Organisations involved in the UK food and farming sectors, including the British Crop Production Council, have expressed great concern at the European Commission’s proposed criteria for endocrine disruptors (EDs), within the Plant Protection Products Regulation. A joint letter to George Eustice MP, Minister of State for Agriculture, Fisheries and Food at Defra, urges him to take a robust position. “The signatories are particularly concerned that the proposed criteria will lead to the withdrawal from the market of important plant protection products, which will adversely crop production and so UK competitiveness in agriculture, food and trade,” said Dr. Colin Ruscoe, President of BCPC.
The current ED criteria are based on the World Health Organisation International Programme on Chemical Safety (WHO/IPCS) definition, which is unsuitable on its own to support regulatory decision-making. They fail to be take into account all elements of hazard characterisation, including potency, severity and duration of effect, and elimination, all critical to the overall risk assessment needed to determine any real danger to human health and the environment.
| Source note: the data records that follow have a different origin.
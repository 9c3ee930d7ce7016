use crate::{
    ast::{self, Ast, Atom, BinaryOperator, NodeId, NodeKind, Nodes, Program, UnaryOperator, Var, VarKind},
    lexer::{self, Lexer},
    token::{Literal, Located, Pos, Token, TokenKind},
    util::intern::{Interned, Interner},
};

pub type Result<T, E = Located<Error>> = std::result::Result<T, E>;

#[derive(Clone, Debug, PartialEq, Eq)]
pub enum Error {
    Lexer(lexer::Error),
    Unexpected(TokenKind),
    /// Only declarations may appear outside of a function.
    UnexpectedInGlobalScope(TokenKind),
    DuplicateParameter {
        name: Interned,
        previous: Pos,
    },
}

impl From<Located<lexer::Error>> for Located<Error> {
    fn from(error: Located<lexer::Error>) -> Self {
        error.map(Error::Lexer)
    }
}

pub fn parse_program(src: &str, interner: &mut Interner) -> Result<Program> {
    let mut p = Parser::new(src, interner);
    let nodes = p.parse_program()?;
    Ok(Program { ast: p.ast, nodes })
}

/// Parses a single expression, as if it were a statement inside a function.
/// The returned program holds that expression as its only node.
pub fn parse_expr(src: &str, interner: &mut Interner) -> Result<Program> {
    let mut p = Parser::new(src, interner);
    p.local = true;
    let expr = p.parse_expr(Power::Nil)?;
    p.expect(&[TokenKind::Eof])?;
    let mut nodes = Nodes::default();
    p.ast.append(&mut nodes, expr);
    Ok(Program { ast: p.ast, nodes })
}

/// Binding powers, from loosest to tightest.
#[derive(Copy, Clone, Debug, PartialEq, Eq, PartialOrd, Ord)]
enum Power {
    Nil,
    Set,
    Add,
    Mul,
    Pre,
    Dot,
}

impl Power {
    fn of(kind: TokenKind) -> Power {
        match kind {
            TokenKind::LParen => Power::Dot,
            TokenKind::Star | TokenKind::Slash => Power::Mul,
            TokenKind::Plus | TokenKind::Minus => Power::Add,
            TokenKind::Assign => Power::Set,
            _ => Power::Nil,
        }
    }
}

struct Parser<'src, 'ident> {
    lexer: Lexer<'src>,
    interner: &'ident mut Interner,
    ast: Ast,
    /// Whether the parser is inside a function body.
    local: bool,
}

impl<'src, 'ident> Parser<'src, 'ident> {
    fn new(src: &'src str, interner: &'ident mut Interner) -> Parser<'src, 'ident> {
        Parser {
            lexer: Lexer::new(src),
            interner,
            ast: Ast::with_capacity(src.len() / 4),
            local: false,
        }
    }
}

impl Parser<'_, '_> {
    fn parse_program(&mut self) -> Result<Nodes> {
        let mut nodes = Nodes::default();
        loop {
            self.skip_terminators()?;
            if self.peek()?.is_eof() {
                break;
            }
            let stmt = self.parse_stmt()?;
            self.ast.append(&mut nodes, stmt);
        }
        Ok(nodes)
    }

    fn parse_stmt(&mut self) -> Result<NodeId> {
        use TokenKind::*;

        let token = self.peek()?;
        if !self.local && !matches!(token.kind, Fn | Var) {
            return Err(token.pos.wrap(Error::UnexpectedInGlobalScope(token.kind)));
        }
        let stmt = match token.kind {
            LBrace => self.parse_block()?,
            If => self.parse_if()?,
            Return => self.parse_return()?,
            Fn => self.parse_fn_decl()?,
            Var => self.parse_var()?,
            Print => {
                let token = self.advance()?;
                let operand = self.parse_expr(Power::Set)?;
                self.ast.push(NodeKind::Print { operand }, token)
            }
            _ => self.parse_expr(Power::Nil)?,
        };
        self.skip_terminators()?;
        Ok(stmt)
    }

    fn parse_block(&mut self) -> Result<NodeId> {
        let token = self.expect(&[TokenKind::LBrace])?;
        let mut body = Nodes::default();
        loop {
            self.skip_terminators()?;
            if self.take(TokenKind::RBrace)?.is_some() {
                break;
            }
            let stmt = self.parse_stmt()?;
            self.ast.append(&mut body, stmt);
        }
        Ok(self.ast.push(NodeKind::Block { body }, token))
    }

    fn parse_if(&mut self) -> Result<NodeId> {
        let token = self.expect(&[TokenKind::If])?;
        let condition = self.parse_expr(Power::Set)?;
        let consequence = self.parse_block()?;
        let antecedence = if self.take(TokenKind::Else)?.is_some() {
            match self.peek()?.kind {
                TokenKind::If => Some(self.parse_if()?),
                _ => {
                    self.expect_peek(&[TokenKind::LBrace, TokenKind::If])?;
                    Some(self.parse_block()?)
                }
            }
        } else {
            None
        };
        let kind = NodeKind::If {
            condition,
            consequence,
            antecedence,
        };
        Ok(self.ast.push(kind, token))
    }

    fn parse_return(&mut self) -> Result<NodeId> {
        let token = self.expect(&[TokenKind::Return])?;
        let next = self.peek()?;
        let omitted = next.newline
            || matches!(
                next.kind,
                TokenKind::RBrace | TokenKind::Semicolon | TokenKind::Eof
            );
        let value = if omitted {
            None
        } else {
            Some(self.parse_expr(Power::Set)?)
        };
        Ok(self.ast.push(NodeKind::Return { value }, token))
    }

    /// Parses `fn NAME(PARAMS) [RET] { ... }`.
    fn parse_fn_decl(&mut self) -> Result<NodeId> {
        self.expect(&[TokenKind::Fn])?;
        let name_token = self.expect(&[TokenKind::Ident])?;
        let name = self.intern(name_token);
        self.parse_fn_rest(name_token, Some(name))
    }

    /// Parses the parameter list, return type and body of a function whose
    /// header was already consumed. The node is located at `token`.
    fn parse_fn_rest(&mut self, token: Token, name: Option<Interned>) -> Result<NodeId> {
        self.expect(&[TokenKind::LParen])?;
        let mut params = Nodes::default();
        let mut arity = 0;
        while self.take(TokenKind::RParen)?.is_none() {
            if arity > 0 {
                self.expect(&[TokenKind::Comma])?;
            }
            let param = self.parse_param(params)?;
            self.ast.append(&mut params, param);
            arity += 1;
        }
        let ret = self.parse_return_type()?;

        self.expect_peek(&[TokenKind::LBrace])?;
        let local_save = self.local;
        self.local = true;
        let body = self.parse_block();
        self.local = local_save;
        let body = body?;

        let kind = NodeKind::Fn(ast::Fn {
            name,
            params,
            arity,
            ret,
            body: Some(body),
            local: self.local,
        });
        Ok(self.ast.push(kind, token))
    }

    /// Parses `NAME TYPE`, rejecting a name already used in `previous`.
    fn parse_param(&mut self, previous: Nodes) -> Result<NodeId> {
        let token = self.expect(&[TokenKind::Ident])?;
        let name = self.intern(token);
        let duplicate = self
            .ast
            .iter(previous)
            .find(|&id| self.ast[id].name() == Some(name));
        if let Some(duplicate) = duplicate {
            let previous = self.ast[duplicate].token.pos;
            return Err(token.pos.wrap(Error::DuplicateParameter { name, previous }));
        }
        let ty = self.parse_type()?;
        let kind = NodeKind::Var(Var {
            name,
            ty: Some(ty),
            init: None,
            kind: VarKind::Param,
        });
        Ok(self.ast.push(kind, token))
    }

    /// Parses an identifier type or a `fn(T, ...) [T]` signature.
    fn parse_type(&mut self) -> Result<NodeId> {
        let token = self.expect(&[TokenKind::Ident, TokenKind::Fn])?;
        if token.kind == TokenKind::Ident {
            let value = Atom::Ident(self.intern(token));
            let kind = NodeKind::Atom {
                value,
                definition: None,
            };
            return Ok(self.ast.push(kind, token));
        }

        self.expect(&[TokenKind::LParen])?;
        let mut params = Nodes::default();
        let mut arity = 0;
        while self.take(TokenKind::RParen)?.is_none() {
            if arity > 0 {
                self.expect(&[TokenKind::Comma])?;
            }
            let param = self.parse_type()?;
            self.ast.append(&mut params, param);
            arity += 1;
        }
        let ret = self.parse_return_type()?;
        let kind = NodeKind::Fn(ast::Fn {
            name: None,
            params,
            arity,
            ret,
            body: None,
            local: self.local,
        });
        Ok(self.ast.push(kind, token))
    }

    /// A return type must start on the same line as the parameter list.
    fn parse_return_type(&mut self) -> Result<Option<NodeId>> {
        let next = self.peek()?;
        if !next.newline && matches!(next.kind, TokenKind::Ident | TokenKind::Fn) {
            Ok(Some(self.parse_type()?))
        } else {
            Ok(None)
        }
    }

    /// Parses `var NAME [TYPE] [= EXPR]`.
    fn parse_var(&mut self) -> Result<NodeId> {
        self.expect(&[TokenKind::Var])?;
        let token = self.expect(&[TokenKind::Ident])?;
        let name = self.intern(token);

        let next = self.peek()?;
        let has_type = !next.newline
            && !matches!(
                next.kind,
                TokenKind::Assign | TokenKind::Semicolon | TokenKind::RBrace | TokenKind::Eof
            );
        let ty = if has_type {
            Some(self.parse_type()?)
        } else {
            None
        };
        let init = if self.take(TokenKind::Assign)?.is_some() {
            Some(self.parse_expr(Power::Set)?)
        } else {
            None
        };

        let kind = if self.local {
            VarKind::Local
        } else {
            VarKind::Global
        };
        let var = Var {
            name,
            ty,
            init,
            kind,
        };
        Ok(self.ast.push(NodeKind::Var(var), token))
    }

    fn parse_expr(&mut self, min: Power) -> Result<NodeId> {
        let mut lhs = self.parse_prefix()?;

        loop {
            let op_token = self.peek()?;
            if op_token.newline {
                // An operator on the next line starts a new statement.
                break;
            }
            let power = Power::of(op_token.kind);
            if power <= min {
                break;
            }
            self.advance()?;

            lhs = match op_token.kind {
                TokenKind::LParen => self.parse_call(op_token, lhs)?,
                kind => {
                    let op = match kind {
                        TokenKind::Plus => BinaryOperator::Add,
                        TokenKind::Minus => BinaryOperator::Sub,
                        TokenKind::Star => BinaryOperator::Mul,
                        TokenKind::Slash => BinaryOperator::Div,
                        _ => BinaryOperator::Assign,
                    };
                    let rhs = self.parse_expr(power)?;
                    self.ast.push(NodeKind::Binary { op, lhs, rhs }, op_token)
                }
            };
        }

        Ok(lhs)
    }

    fn parse_prefix(&mut self) -> Result<NodeId> {
        let token = self.advance()?;
        let value = match (token.kind, token.value) {
            (TokenKind::Int, Some(Literal::Int(n))) => Atom::Int(n),
            (TokenKind::Bool, Some(Literal::Bool(b))) => Atom::Bool(b),
            (TokenKind::Ident, _) => Atom::Ident(self.intern(token)),
            (TokenKind::Minus, _) => {
                let operand = self.parse_expr(Power::Pre)?;
                let kind = NodeKind::Unary {
                    op: UnaryOperator::Neg,
                    operand,
                };
                return Ok(self.ast.push(kind, token));
            }
            (TokenKind::LParen, _) => {
                let inner = self.parse_expr(Power::Set)?;
                self.expect(&[TokenKind::RParen])?;
                return Ok(inner);
            }
            (TokenKind::Fn, _) => return self.parse_fn_rest(token, None),
            (kind, _) => return Err(token.pos.wrap(Error::Unexpected(kind))),
        };
        let kind = NodeKind::Atom {
            value,
            definition: None,
        };
        Ok(self.ast.push(kind, token))
    }

    /// Parses the argument list of a call whose `(` was already consumed.
    fn parse_call(&mut self, token: Token, callee: NodeId) -> Result<NodeId> {
        let mut args = Nodes::default();
        let mut arity = 0;
        while self.take(TokenKind::RParen)?.is_none() {
            if arity > 0 {
                self.expect(&[TokenKind::Comma])?;
            }
            let arg = self.parse_expr(Power::Set)?;
            self.ast.append(&mut args, arg);
            arity += 1;
        }
        let kind = NodeKind::Call {
            callee,
            args,
            arity,
        };
        Ok(self.ast.push(kind, token))
    }
}

impl Parser<'_, '_> {
    fn intern(&mut self, token: Token) -> Interned {
        self.interner.intern(token.text(self.lexer.src()))
    }

    fn skip_terminators(&mut self) -> Result<()> {
        while self.take(TokenKind::Semicolon)?.is_some() {}
        Ok(())
    }

    /// Returns the current token without advancing.
    fn peek(&mut self) -> Result<Token> {
        Ok(self.lexer.peek()?)
    }

    /// Returns the current token and advances.
    fn advance(&mut self) -> Result<Token> {
        Ok(self.lexer.next_token()?)
    }

    /// Advances if the current token matches the provided one.
    fn take(&mut self, kind: TokenKind) -> Result<Option<Token>> {
        Ok(self.lexer.read(kind)?)
    }

    /// Advances if the current token is any of the provided ones, failing
    /// otherwise.
    fn expect(&mut self, expected: &'static [TokenKind]) -> Result<Token> {
        Ok(self.lexer.expect(expected)?)
    }

    /// Like [`Parser::expect`], but doesn't advance.
    fn expect_peek(&mut self, expected: &'static [TokenKind]) -> Result<Token> {
        let token = self.peek()?;
        if expected.contains(&token.kind) {
            Ok(token)
        } else {
            let error = lexer::Error::Expected {
                expected,
                actual: token.kind,
            };
            Err(token.pos.wrap(Error::Lexer(error)))
        }
    }
}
“Until the UK formally exits the EU, we remain subject to EU law and regulations, and under the government’s Repeal Bill proposals, for some time afterwards. We have therefore strongly urged the Minister to continue to promote use of science-based risk assessment as the basis of EU regulation to support modern, productive and sustainable agriculture in Europe, and to challenge hard the Commission’s flawed proposals on EDs,” said Dr. Ruscoe.
Furthermore, the Commission is now proposing two acts, one covering the proposed criteria, and a new one, to amend the current negligible risk derogation. The derogation is crucial to avoiding negative impacts on trade, since it allows MRLs based on risk assessment. “This raises concern that the Commission is creating a focus on the derogation to get even this opportunity curtailed,” warned Dr. Ruscoe.